Ces éléments rendent impossible la poursuite de nos relations contractuelles. Nous vous notifions donc par la présente votre licenciement pour faute grave.'

Monsieur [O] a saisi le conseil de prud'hommes de LYON le 9 septembre 2013. Il sollicitait en dernier lieu de voir dire que son licenciement était abusif et de voir condamner la société AKKA INGENIERIE PROCESS à lui payer différentes sommes à titre de frais de déplacement, d'heures supplémentaires, de dommages et intérêts et d'indemnités. Il réclamait également des documents de travail sous astreinte ainsi que l'exécution provisoire de la décision à intervenir.

Par jugement en date du 10 décembre 2015, le conseil de prud'hommes a:

- dit que le licenciement pour faute grave de Monsieur [O] était fondé,

- débouté Monsieur [O] de l'ensemble de ses demandes,

- débouté la société AKKA INGENIERIE PROCESS de sa demande sur le fondement de l'article 700 du code de procédure civile,

- laissé à chacune des parties la charge de ses propres dépens.

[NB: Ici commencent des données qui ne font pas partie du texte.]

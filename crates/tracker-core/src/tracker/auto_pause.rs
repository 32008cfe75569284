//! Confidence-based stopping rule
//!
//! A tracker stops polling once both strategies have a 95% interval no wider
//! than the threshold. The rule only fires after it has been armed by seeing
//! at least one interval above the threshold, so a lucky pair of early
//! samples with near-zero spread cannot end exploration immediately.

use serde::{Deserialize, Serialize};

/// Tight interval threshold in score points
pub const STAT_SIG_THRESHOLD: f64 = 1.0;

/// Why a tracker was paused automatically
#[derive(Debug, Clone, Copy, PartialEq, Eq, Serialize, Deserialize)]
pub enum PauseReason {
    /// Both intervals reached the tight threshold
    #[serde(rename = "stat-sig-1")]
    StatSig1,
}

impl PauseReason {
    pub fn as_str(&self) -> &'static str {
        match self {
            PauseReason::StatSig1 => "stat-sig-1",
        }
    }
}

#[derive(Debug, Clone, Copy, PartialEq)]
pub struct AutoPauseRule {
    pub threshold: f64,
}

impl Default for AutoPauseRule {
    fn default() -> Self {
        Self {
            threshold: STAT_SIG_THRESHOLD,
        }
    }
}

impl AutoPauseRule {
    pub fn new(threshold: f64) -> Self {
        Self { threshold }
    }

    /// Evaluate one completed cycle; returns true when polling should stop
    ///
    /// `armed` latches on any interval above the threshold and is reset when
    /// the rule fires.
    pub fn evaluate(&self, armed: &mut bool, mobile: Option<f64>, desktop: Option<f64>) -> bool {
        let above = |ci: Option<f64>| ci.is_some_and(|w| w > self.threshold);
        if above(mobile) || above(desktop) {
            *armed = true;
        }

        let tight = |ci: Option<f64>| ci.is_some_and(|w| w <= self.threshold);
        if *armed && tight(mobile) && tight(desktop) {
            *armed = false;
            return true;
        }

        false
    }
}
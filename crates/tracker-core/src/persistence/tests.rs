//! Persistence tests
//!
//! These tests verify:
//! - File snapshots survive a save/load cycle
//! - Damaged snapshots load whatever is still usable

use super::*;
use crate::models::{MeasurementSample, MetricKey, MetricReading};
use crate::tracker::{Phase, Registry, Settings};
use chrono::Utc;
use serde_json::json;
use tempfile::TempDir;

fn create_test_sample(score: f64) -> MeasurementSample {
    let metrics = MetricKey::ALL
        .into_iter()
        .map(|key| (key, MetricReading { value: 1000.0 + score, score }))
        .collect();
    MeasurementSample {
        timestamp: Utc::now(),
        performance_score: score,
        metrics,
        source_fetch_time: Some(format!("fetch-{score}")),
    }
}

fn sample_json(score: f64) -> serde_json::Value {
    serde_json::to_value(create_test_sample(score)).unwrap()
}

fn create_test_registry() -> Registry {
    let mut registry = Registry::new(Settings {
        api_key: "secret".into(),
        poll_interval_secs: 90,
    });
    let tracker = registry
        .insert("https://example.com/".into(), Some("Home".into()))
        .unwrap();
    tracker.history.mobile.append(create_test_sample(81.0));
    tracker.history.mobile.append(create_test_sample(83.0));
    tracker.history.desktop.append(create_test_sample(97.0));
    tracker.auto_pause_armed = true;
    registry.insert("https://example.org/".into(), None);
    registry
}

mod file_store_tests {
    use super::*;

    #[test]
    fn test_missing_file_loads_nothing() {
        let dir = TempDir::new().unwrap();
        let store = JsonFileStore::new(dir.path().join("state.json"));
        assert!(store.load().unwrap().is_none());
    }

    #[test]
    fn test_save_and_reload() {
        let dir = TempDir::new().unwrap();
        let store = JsonFileStore::new(dir.path().join("nested").join("state.json"));
        let registry = create_test_registry();

        store.save(&registry.snapshot()).unwrap();
        assert!(!dir.path().join("nested").join("state.tmp").exists());

        let snapshot = store.load().unwrap().unwrap();
        assert_eq!(snapshot, registry.snapshot());

        let restored = Registry::from_snapshot(snapshot);
        let tracker = restored.get("https://example.com/").unwrap();
        assert_eq!(tracker.history().mobile.len(), 2);
        assert_eq!(tracker.history().desktop.len(), 1);
        assert!(tracker.auto_pause_armed());
        assert_eq!(restored.settings().api_key, "secret");
    }

    #[test]
    fn test_corrupt_file_is_an_error() {
        let dir = TempDir::new().unwrap();
        let path = dir.path().join("state.json");
        std::fs::write(&path, b"{ not json").unwrap();

        let store = JsonFileStore::new(&path);
        assert!(store.load().is_err());
    }
}

mod lenient_load_tests {
    use super::*;

    #[test]
    fn test_missing_fields_default() {
        let snapshot = RegistrySnapshot::from_value(&json!({
            "trackers": [{ "url": "https://example.com/" }]
        }));

        assert_eq!(snapshot.api_key, "");
        assert_eq!(snapshot.poll_interval_secs, 60);
        assert_eq!(snapshot.trackers.len(), 1);
        let record = &snapshot.trackers[0];
        assert!(!record.running);
        assert!(record.history.mobile.is_empty());
        assert_eq!(record.phase, Phase::Paused);
        assert_eq!(record.pause_reason, None);
    }

    #[test]
    fn test_malformed_and_duplicate_urls_dropped() {
        let snapshot = RegistrySnapshot::from_value(&json!({
            "apiKey": "k",
            "pollIntervalSecs": 10,
            "trackers": [
                { "url": "https://example.com", "label": "first", "running": true },
                { "url": "not a url" },
                { "label": "no url at all" },
                "garbage",
                { "url": "https://example.com/", "label": "second" },
                { "url": "https://example.net/", "running": "yes" }
            ],
            "order": ["https://example.net/", 42, "https://unknown.test/"],
            "baseline": "https://unknown.test/"
        }));
        assert_eq!(snapshot.poll_interval_secs, 60);

        let registry = Registry::from_snapshot(snapshot);

        assert_eq!(registry.len(), 2);
        assert_eq!(
            registry.urls(),
            vec!["https://example.net/", "https://example.com/"]
        );
        let first = registry.get("https://example.com/").unwrap();
        assert_eq!(first.label(), Some("first"));
        assert!(first.is_running());
        assert!(!registry.get("https://example.net/").unwrap().is_running());
        assert_eq!(registry.baseline(), None);
    }

    #[test]
    fn test_bad_samples_skipped() {
        let mut incomplete = sample_json(70.0);
        incomplete["metrics"].as_object_mut().unwrap().remove("lcp");

        let snapshot = RegistrySnapshot::from_value(&json!({
            "trackers": [{
                "url": "https://example.com/",
                "history": {
                    "mobile": [sample_json(80.0), incomplete, { "timestamp": "yesterday" }, sample_json(82.0)],
                    "desktop": "not a list"
                },
                "phase": "somewhere-else",
                "pauseReason": "stat-sig-1",
                "autoPauseArmed": true
            }]
        }));

        let record = &snapshot.trackers[0];
        assert_eq!(record.history.mobile.len(), 2);
        assert!(record.history.desktop.is_empty());
        assert_eq!(record.phase, Phase::Paused);
        assert_eq!(record.pause_reason, Some(crate::tracker::PauseReason::StatSig1));
        assert!(record.auto_pause_armed);
    }

    #[test]
    fn test_memory_store_round_trip_through_json() {
        let store = MemoryStore::new();
        assert!(store.load().unwrap().is_none());

        let registry = create_test_registry();
        store.save(&registry.snapshot()).unwrap();

        let raw = store.raw().unwrap();
        assert_eq!(raw["trackers"][0]["url"], "https://example.com/");
        assert_eq!(raw["trackers"][0]["history"]["mobile"][0]["performanceScore"], 81.0);

        let loaded = store.load().unwrap().unwrap();
        assert_eq!(loaded.trackers.len(), 2);
        assert_eq!(loaded.poll_interval_secs, 90);
    }
}
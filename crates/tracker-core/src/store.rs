//! Append-only sample logs
//!
//! Each tracker owns one [`SampleStore`] per strategy. A sample is refused
//! only when it repeats the latest one, as happens when the upstream API
//! serves a cached result.

use crate::models::{MeasurementSample, MetricKey, Strategy};
use crate::stats::{self, Summary};
use serde::{Deserialize, Serialize};

/// Whether `next` repeats `previous`
///
/// When both samples carry an upstream fetch timestamp, it decides alone.
/// Otherwise every metric value and score plus the overall score must be
/// bit-identical.
pub fn is_duplicate(previous: &MeasurementSample, next: &MeasurementSample) -> bool {
    let fetch_time = |s: &MeasurementSample| {
        s.source_fetch_time
            .as_deref()
            .filter(|t| !t.is_empty())
            .map(str::to_owned)
    };

    if let (Some(a), Some(b)) = (fetch_time(previous), fetch_time(next)) {
        return a == b;
    }

    if previous.performance_score.to_bits() != next.performance_score.to_bits() {
        return false;
    }

    MetricKey::ALL.iter().all(|key| {
        match (previous.metric(*key), next.metric(*key)) {
            (Some(a), Some(b)) => {
                a.value.to_bits() == b.value.to_bits() && a.score.to_bits() == b.score.to_bits()
            }
            (None, None) => true,
            _ => false,
        }
    })
}

/// Result of offering a sample to a store
#[derive(Debug, Clone, Copy, PartialEq, Eq)]
pub enum AppendOutcome {
    Appended,
    Duplicate,
}

/// Insertion-ordered log of samples for one (url, strategy)
#[derive(Debug, Clone, Default, PartialEq, Serialize, Deserialize)]
#[serde(transparent)]
pub struct SampleStore {
    samples: Vec<MeasurementSample>,
}

impl SampleStore {
    pub fn new() -> Self {
        Self::default()
    }

    /// Build a store from an already-ordered log
    pub fn from_samples(samples: Vec<MeasurementSample>) -> Self {
        Self { samples }
    }

    /// Append unless the sample repeats the latest one
    pub fn append(&mut self, sample: MeasurementSample) -> AppendOutcome {
        if let Some(last) = self.samples.last() {
            if is_duplicate(last, &sample) {
                return AppendOutcome::Duplicate;
            }
        }
        self.samples.push(sample);
        AppendOutcome::Appended
    }

    pub fn samples(&self) -> &[MeasurementSample] {
        &self.samples
    }

    pub fn latest(&self) -> Option<&MeasurementSample> {
        self.samples.last()
    }

    pub fn len(&self) -> usize {
        self.samples.len()
    }

    pub fn is_empty(&self) -> bool {
        self.samples.is_empty()
    }

    pub fn scores(&self) -> Vec<f64> {
        self.samples.iter().map(|s| s.performance_score).collect()
    }

    pub fn summary(&self) -> Option<Summary> {
        stats::summarize(&self.samples)
    }

    pub fn ci95_half_width(&self) -> Option<f64> {
        stats::ci95_half_width(&self.scores())
    }
}

/// Both strategy logs of a tracker
#[derive(Debug, Clone, Default, PartialEq, Serialize, Deserialize)]
pub struct History {
    #[serde(default)]
    pub mobile: SampleStore,
    #[serde(default)]
    pub desktop: SampleStore,
}

impl History {
    pub fn get(&self, strategy: Strategy) -> &SampleStore {
        match strategy {
            Strategy::Mobile => &self.mobile,
            Strategy::Desktop => &self.desktop,
        }
    }

    pub fn get_mut(&mut self, strategy: Strategy) -> &mut SampleStore {
        match strategy {
            Strategy::Mobile => &mut self.mobile,
            Strategy::Desktop => &mut self.desktop,
        }
    }
}

#[cfg(test)]
mod tests {
    use super::*;
    use crate::models::MetricReading;
    use chrono::Utc;

    fn sample(score: f64, fetch_time: Option<&str>) -> MeasurementSample {
        let metrics = MetricKey::ALL
            .into_iter()
            .map(|key| (key, MetricReading { value: 1500.0, score: 88.0 }))
            .collect();
        MeasurementSample {
            timestamp: Utc::now(),
            performance_score: score,
            metrics,
            source_fetch_time: fetch_time.map(str::to_string),
        }
    }

    #[test]
    fn test_same_fetch_time_is_duplicate() {
        let previous = sample(80.0, Some("T1"));
        let mut next = sample(80.0, Some("T1"));
        next.timestamp = previous.timestamp + chrono::Duration::seconds(60);
        assert!(is_duplicate(&previous, &next));
    }

    #[test]
    fn test_different_fetch_time_is_not_duplicate() {
        let previous = sample(80.0, Some("T1"));
        let next = sample(80.0, Some("T2"));
        assert!(!is_duplicate(&previous, &next));
    }

    #[test]
    fn test_identical_fields_without_fetch_time() {
        let previous = sample(80.0, None);
        let next = sample(80.0, None);
        assert!(is_duplicate(&previous, &next));
    }

    #[test]
    fn test_changed_metric_without_fetch_time() {
        let previous = sample(80.0, None);
        let mut next = sample(80.0, None);
        next.metrics.insert(MetricKey::Tbt, MetricReading { value: 1500.5, score: 88.0 });
        assert!(!is_duplicate(&previous, &next));

        let mut rescored = sample(80.0, None);
        rescored.metrics.insert(MetricKey::Cls, MetricReading { value: 1500.0, score: 87.0 });
        assert!(!is_duplicate(&previous, &rescored));
    }

    #[test]
    fn test_empty_fetch_time_falls_back_to_fields() {
        let previous = sample(80.0, Some(""));
        let next = sample(81.0, Some(""));
        assert!(!is_duplicate(&previous, &next));
        assert!(is_duplicate(&previous, &sample(80.0, Some(""))));
    }

    #[test]
    fn test_store_drops_duplicates_silently() {
        let mut store = SampleStore::new();
        assert_eq!(store.append(sample(80.0, Some("T1"))), AppendOutcome::Appended);
        assert_eq!(store.append(sample(80.0, Some("T1"))), AppendOutcome::Duplicate);
        assert_eq!(store.append(sample(82.0, Some("T2"))), AppendOutcome::Appended);
        assert_eq!(store.len(), 2);
        assert_eq!(store.scores(), vec![80.0, 82.0]);
    }

    #[test]
    fn test_store_only_compares_latest() {
        let mut store = SampleStore::new();
        store.append(sample(80.0, None));
        store.append(sample(90.0, None));
        assert_eq!(store.append(sample(80.0, None)), AppendOutcome::Appended);
        assert_eq!(store.len(), 3);
    }

    #[test]
    fn test_history_serializes_as_plain_arrays() {
        let mut history = History::default();
        history.mobile.append(sample(75.0, None));
        let json = serde_json::to_value(&history).unwrap();
        assert!(json["mobile"].is_array());
        assert_eq!(json["desktop"].as_array().unwrap().len(), 0);
    }
}
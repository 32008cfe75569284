//! Metric scoring
//!
//! Converts raw metric values into Lighthouse-style scores and weighted
//! point contributions using per-strategy log-normal curves.

mod curves;
mod lognormal;

pub use curves::{default_curves, CurveControl, MetricCurve};
pub use lognormal::{complementary_percentile, derive_podr, shape_from_podr, VALUE_FLOOR};

use crate::models::{MetricKey, Strategy};
use serde::{Deserialize, Serialize};
use std::collections::HashMap;

/// Score and weighted points for one metric value
#[derive(Debug, Clone, Copy, PartialEq, Serialize, Deserialize)]
#[serde(rename_all = "camelCase")]
pub struct Contribution {
    /// 0-100
    pub score: f64,
    pub points: f64,
    pub max_points: f64,
}

/// Scoring curves keyed by (strategy, metric)
#[derive(Debug, Clone)]
pub struct ScoringModel {
    curves: HashMap<(Strategy, MetricKey), MetricCurve>,
}

impl Default for ScoringModel {
    fn default() -> Self {
        let curves = Strategy::ALL
            .into_iter()
            .flat_map(|strategy| {
                default_curves(strategy).map(move |(key, curve)| ((strategy, key), curve))
            })
            .collect();
        Self { curves }
    }
}

impl ScoringModel {
    /// A model with no curves
    pub fn empty() -> Self {
        Self {
            curves: HashMap::new(),
        }
    }

    /// Replace or add the curve for (strategy, metric)
    pub fn with_curve(mut self, strategy: Strategy, key: MetricKey, curve: MetricCurve) -> Self {
        self.curves.insert((strategy, key), curve);
        self
    }

    pub fn curve(&self, strategy: Strategy, key: MetricKey) -> Option<&MetricCurve> {
        self.curves.get(&(strategy, key))
    }

    /// Sum of the configured weights for a strategy
    pub fn total_weight(&self, strategy: Strategy) -> f64 {
        self.curves
            .iter()
            .filter(|((s, _), _)| *s == strategy)
            .map(|(_, curve)| curve.weight)
            .sum()
    }

    /// Score contribution of `value`; `None` without a curve or for non-finite values
    pub fn contribution(&self, strategy: Strategy, key: MetricKey, value: f64) -> Option<Contribution> {
        let curve = self.curve(strategy, key)?;
        if !value.is_finite() {
            return None;
        }

        let value = value.max(VALUE_FLOOR);
        let score = 100.0 * complementary_percentile(curve.median, curve.podr(), value);
        let max_points = curve.weight * 100.0;

        Some(Contribution {
            score,
            points: score / 100.0 * max_points,
            max_points,
        })
    }
}

#[cfg(test)]
mod tests {
    use super::*;

    #[test]
    fn test_lower_values_score_higher() {
        let model = ScoringModel::default();
        let fast = model.contribution(Strategy::Mobile, MetricKey::Lcp, 1200.0).unwrap();
        let slow = model.contribution(Strategy::Mobile, MetricKey::Lcp, 4000.0).unwrap();
        assert!(fast.score >= slow.score);
        assert!((slow.score - 50.0).abs() < 1e-6);
    }

    #[test]
    fn test_contribution_monotone_for_all_metrics() {
        let model = ScoringModel::default();
        for strategy in Strategy::ALL {
            for key in MetricKey::ALL {
                let median = model.curve(strategy, key).unwrap().median;
                let mut previous = f64::INFINITY;
                for step in 0..40 {
                    let value = median * step as f64 / 10.0;
                    let score = model.contribution(strategy, key, value).unwrap().score;
                    assert!(score <= previous + 1e-12, "{strategy}/{key} at {value}");
                    previous = score;
                }
            }
        }
    }

    #[test]
    fn test_points_scale_with_weight() {
        let model = ScoringModel::default();
        let tbt = model.contribution(Strategy::Desktop, MetricKey::Tbt, 350.0).unwrap();
        assert!((tbt.max_points - 30.0).abs() < 1e-9);
        assert!((tbt.points - 15.0).abs() < 1e-6);
    }

    #[test]
    fn test_zero_is_floored_not_rejected() {
        let model = ScoringModel::default();
        let cls = model.contribution(Strategy::Mobile, MetricKey::Cls, 0.0).unwrap();
        assert!((cls.score - 100.0).abs() < 1e-9);
        assert!((cls.points - 25.0).abs() < 1e-9);
    }

    #[test]
    fn test_non_finite_and_missing_curve() {
        let model = ScoringModel::default();
        assert!(model.contribution(Strategy::Mobile, MetricKey::Fcp, f64::NAN).is_none());
        assert!(model.contribution(Strategy::Mobile, MetricKey::Fcp, f64::INFINITY).is_none());

        let empty = ScoringModel::empty();
        assert!(empty.contribution(Strategy::Mobile, MetricKey::Fcp, 1000.0).is_none());
    }

    #[test]
    fn test_default_weights_per_strategy() {
        let model = ScoringModel::default();
        for strategy in Strategy::ALL {
            assert!((model.total_weight(strategy) - 1.0).abs() < 1e-9);
        }
    }

    #[test]
    fn test_custom_curve_replaces_default() {
        let model = ScoringModel::default().with_curve(
            Strategy::Mobile,
            MetricKey::Fcp,
            MetricCurve::with_p10(0.10, 2000.0, 1000.0),
        );
        let at_median = model.contribution(Strategy::Mobile, MetricKey::Fcp, 2000.0).unwrap();
        assert!((at_median.score - 50.0).abs() < 1e-6);
    }
}
//! Settings commands

use anyhow::{bail, Result};

use crate::client::{ApiClient, SettingsRequest, SettingsResponse};
use crate::output::{print_json, print_success, print_warning, OutputFormat};

fn print_settings(settings: &SettingsResponse, format: OutputFormat) {
    match format {
        OutputFormat::Json => print_json(settings),
        OutputFormat::Table => {
            println!(
                "API key:       {}",
                if settings.api_key_set { "set" } else { "not set" }
            );
            println!("Poll interval: {}s", settings.poll_interval_secs);
            if !settings.api_key_set {
                print_warning("Trackers cannot run until an API key is set");
            }
        }
    }
}

pub async fn show(client: &ApiClient, format: OutputFormat) -> Result<()> {
    let settings: SettingsResponse = client.get("api/settings").await?;
    print_settings(&settings, format);
    Ok(())
}

/// Save the key, keeping the current interval unless one is given
pub async fn set(
    client: &ApiClient,
    api_key: String,
    interval: Option<u64>,
    format: OutputFormat,
) -> Result<()> {
    if api_key.trim().is_empty() {
        bail!("An API key is required to save settings");
    }

    let poll_interval_secs = match interval {
        Some(secs) => secs,
        None => {
            let current: SettingsResponse = client.get("api/settings").await?;
            current.poll_interval_secs
        }
    };

    let request = SettingsRequest {
        api_key,
        poll_interval_secs,
    };
    let updated: SettingsResponse = client.put("api/settings", &request).await?;

    if format == OutputFormat::Table {
        print_success("Settings saved");
    }
    print_settings(&updated, format);
    Ok(())
}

Par déclaration d'appel en date du 17 décembre 2015, Monsieur [O] a interjeté appel de la décision.

Dans ses conclusions soutenues oralement à l'audience, Monsieur [O] demande à la Cour de:

- infirmer l'entier jugement,

- condamner la société AKKA INGENIERIE PROCESS à lui payer les sommes suivantes :

1.008,00 euros au titre de frais de déplacement,

6.071,25 euros au titre d'heures supplémentaires outre 607,12 euros au titre des congés payés afférents,

15.000 euros nets à titre d'indemnité pour travail dissimulé,

25.000 euros nets à titre de dommages et intérêts pour licenciement abusif,

7.368,00 euros à titre d'indemnité compensatrice de préavis outre 736, 80 euros au titre des congés payés afférents,

2.456,00 euros à titre d'indemnité de licenciement,

4.000,00 euros au titre de l'article 700 du code de procédure civile,

- condamner la société AKKA INGENIERIE PROCESS à lui remettre des bulletins de salaire, un certificat de travail et une attestation Pôle Emploi établis en fonction des condamnations prononcées, le tout sous astreinte de 100 euros par jour de retard à compter de la notification du jugement à intervenir, avec réserve à la cour du pouvoir de liquider ladite astreinte,

- 'ordonner l'exécution provisoire du jugement'.

Dans ses conclusions soutenues oralement à l'audience, la société AKKA INGENIERIE PROCESS demande à la Cour de:

- confirmer l'entier jugement,

- condamner Monsieur [O] à lui payer la somme de 3.000 euros au titre de l'article 700 du code de procédure civile,

- condamner Monsieur [O] aux dépens.

A titre subsidiaire, elle demande de voir réduire à plus justes proportions la demande de dommages et intérêts de Monsieur [O] pour licenciement sans cause réelle et sérieuse.

Conformément aux dispositions de l'article 455 du code de procédure civile, la Cour se réfère, pour un plus ample exposé des moyens et prétentions des parties aux conclusions écrites susvisées.

SUR CE:

sur l'exécution du contrat de travail:

heures supplémentaires:

Aux termes de l'article L. 3121-1 du code du travail, la durée du travail effectif est le temps pendant lequel le salarié est à la disposition de l'employeur et se conforme à ses directives sans pouvoir vaquer librement à des occupations personnelles.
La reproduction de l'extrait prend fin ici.